[Stored data]
══════════════════════════════

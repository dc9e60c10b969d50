use std::sync::OnceLock;
use std::time::Duration;

use leptos::logging::warn;
use regex::Regex;
use serde::{Deserialize, Serialize};
use web_sys::Document;

use crate::digest::HashAlgorithm;
use crate::error::PageError;

/// Id of the optional `<script type="application/json">` carrying overrides.
pub const CONFIG_SCRIPT_ID: &str = "note-preview-config";

/// Element ids for every role the page binds.
#[derive(Serialize, Deserialize, Clone, Debug, PartialEq, Eq)]
#[serde(default)]
pub struct ElementIds {
    pub note: String,
    pub load_action: String,
    pub preview: String,
    pub separator: String,
    pub controls: String,
    pub publish_button: String,
    pub session: String,
    pub signature: String,
    pub password_plain: String,
    pub password_digest: String,
    pub links: String,
}

impl Default for ElementIds {
    fn default() -> Self {
        Self {
            note: "note".to_string(),
            load_action: "action".to_string(),
            preview: "preview".to_string(),
            separator: "dashed-line".to_string(),
            controls: "input-elems".to_string(),
            publish_button: "publish-button".to_string(),
            session: "session".to_string(),
            signature: "signature".to_string(),
            password_plain: "plain-password".to_string(),
            password_digest: "password".to_string(),
            links: "links".to_string(),
        }
    }
}

/// Debounce ceilings per input modality, in milliseconds.
#[derive(Serialize, Deserialize, Clone, Copy, Debug, PartialEq, Eq)]
#[serde(default)]
pub struct DelayProfile {
    pub touch_ms: u64,
    pub pointer_ms: u64,
}

impl Default for DelayProfile {
    fn default() -> Self {
        Self {
            touch_ms: 800,
            pointer_ms: 400,
        }
    }
}

#[derive(Serialize, Deserialize, Clone, Debug, PartialEq)]
#[serde(default)]
pub struct PageConfig {
    pub ids: ElementIds,
    pub markdown_class: String,
    pub delays: DelayProfile,
    /// Text length (UTF-16 units) at which the debounce delay reaches its cap.
    pub length_scale: usize,
    pub hash: HashAlgorithm,
    pub touch_device: Option<bool>,
    pub touch_class: String,
}

impl Default for PageConfig {
    fn default() -> Self {
        Self {
            ids: ElementIds::default(),
            markdown_class: "markdown".to_string(),
            delays: DelayProfile::default(),
            length_scale: 400,
            hash: HashAlgorithm::default(),
            touch_device: None,
            touch_class: "ui-border".to_string(),
        }
    }
}

impl PageConfig {
    pub fn from_json(json: &str) -> Result<Self, PageError> {
        Ok(serde_json::from_str(json)?)
    }

    /// Reads the config script from the page, falling back to defaults when
    /// it is absent, blank or malformed.
    pub fn load(document: &Document) -> Self {
        let Some(text) = document
            .get_element_by_id(CONFIG_SCRIPT_ID)
            .and_then(|el| el.text_content())
        else {
            return Self::default();
        };
        if text.trim().is_empty() {
            return Self::default();
        }
        match Self::from_json(&text) {
            Ok(config) => config,
            Err(err) => {
                warn!("note-preview: {err}; using defaults");
                Self::default()
            }
        }
    }
}

/// Input modality, resolved once per page.
#[derive(Clone, Copy, Debug, Default, PartialEq, Eq)]
pub struct DeviceProfile {
    pub touch_device: bool,
}

impl DeviceProfile {
    pub fn from_user_agent(user_agent: &str) -> Self {
        static RE_TOUCH: OnceLock<Regex> = OnceLock::new();
        let re_touch = RE_TOUCH.get_or_init(|| Regex::new(r"iPad|iPod|iPhone").unwrap());
        Self {
            touch_device: re_touch.is_match(user_agent),
        }
    }

    pub fn resolve(config: &PageConfig, user_agent: &str) -> Self {
        match config.touch_device {
            Some(touch_device) => Self { touch_device },
            None => Self::from_user_agent(user_agent),
        }
    }

    pub fn base_delay(self, delays: &DelayProfile) -> Duration {
        let ms = if self.touch_device {
            delays.touch_ms
        } else {
            delays.pointer_ms
        };
        Duration::from_millis(ms)
    }
}
//! One-way digests applied to form fields at submit time.
//!
//! Inputs are stripped of every carriage return and line feed before they are
//! hashed, so a note typed on one platform signs the same as on another.

use std::borrow::Cow;
use std::marker::PhantomData;

use serde::{Deserialize, Serialize};
use sha2::{Digest, Sha256};

pub trait ContentHasher {
    /// Lowercase hex digest of `input` after line-break stripping.
    fn digest(&self, input: &str) -> String;
}

pub fn strip_line_breaks(input: &str) -> Cow<'_, str> {
    if input.contains(['\r', '\n']) {
        Cow::Owned(input.chars().filter(|c| !matches!(c, '\r' | '\n')).collect())
    } else {
        Cow::Borrowed(input)
    }
}

pub struct DigestHasher<D> {
    _digest: PhantomData<fn() -> D>,
}

impl<D> DigestHasher<D> {
    pub fn new() -> Self {
        Self {
            _digest: PhantomData,
        }
    }
}

impl<D> Default for DigestHasher<D> {
    fn default() -> Self {
        Self::new()
    }
}

impl<D: Digest> ContentHasher for DigestHasher<D> {
    fn digest(&self, input: &str) -> String {
        let normalized = strip_line_breaks(input);
        hex::encode(D::digest(normalized.as_bytes()))
    }
}

pub type Md5Hasher = DigestHasher<md5::Md5>;
pub type Sha256Hasher = DigestHasher<Sha256>;

#[derive(Serialize, Deserialize, Clone, Copy, Debug, Default, PartialEq, Eq)]
#[serde(rename_all = "lowercase")]
pub enum HashAlgorithm {
    /// What the note server verifies against today.
    #[default]
    Md5,
    Sha256,
}

impl HashAlgorithm {
    pub fn hasher(self) -> Box<dyn ContentHasher> {
        match self {
            HashAlgorithm::Md5 => Box::new(Md5Hasher::new()),
            HashAlgorithm::Sha256 => Box::new(Sha256Hasher::new()),
        }
    }

    pub fn name(self) -> &'static str {
        match self {
            HashAlgorithm::Md5 => "md5",
            HashAlgorithm::Sha256 => "sha256",
        }
    }
}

══════════════════════════════

▶ **What to do**
Which lines hold the word "Deserialize"? Return all of them from the records above.

▶ **Task answer**
use serde::{Deserialize, Serialize};
#[derive(Serialize, Deserialize, Clone, Debug, PartialEq, Eq)]
#[derive(Serialize, Deserialize, Clone, Copy, Debug, PartialEq, Eq)]
#[derive(Serialize, Deserialize, Clone, Debug, PartialEq)]
use serde::{Deserialize, Serialize};
#[derive(Serialize, Deserialize, Clone, Copy, Debug, Default, PartialEq, Eq)]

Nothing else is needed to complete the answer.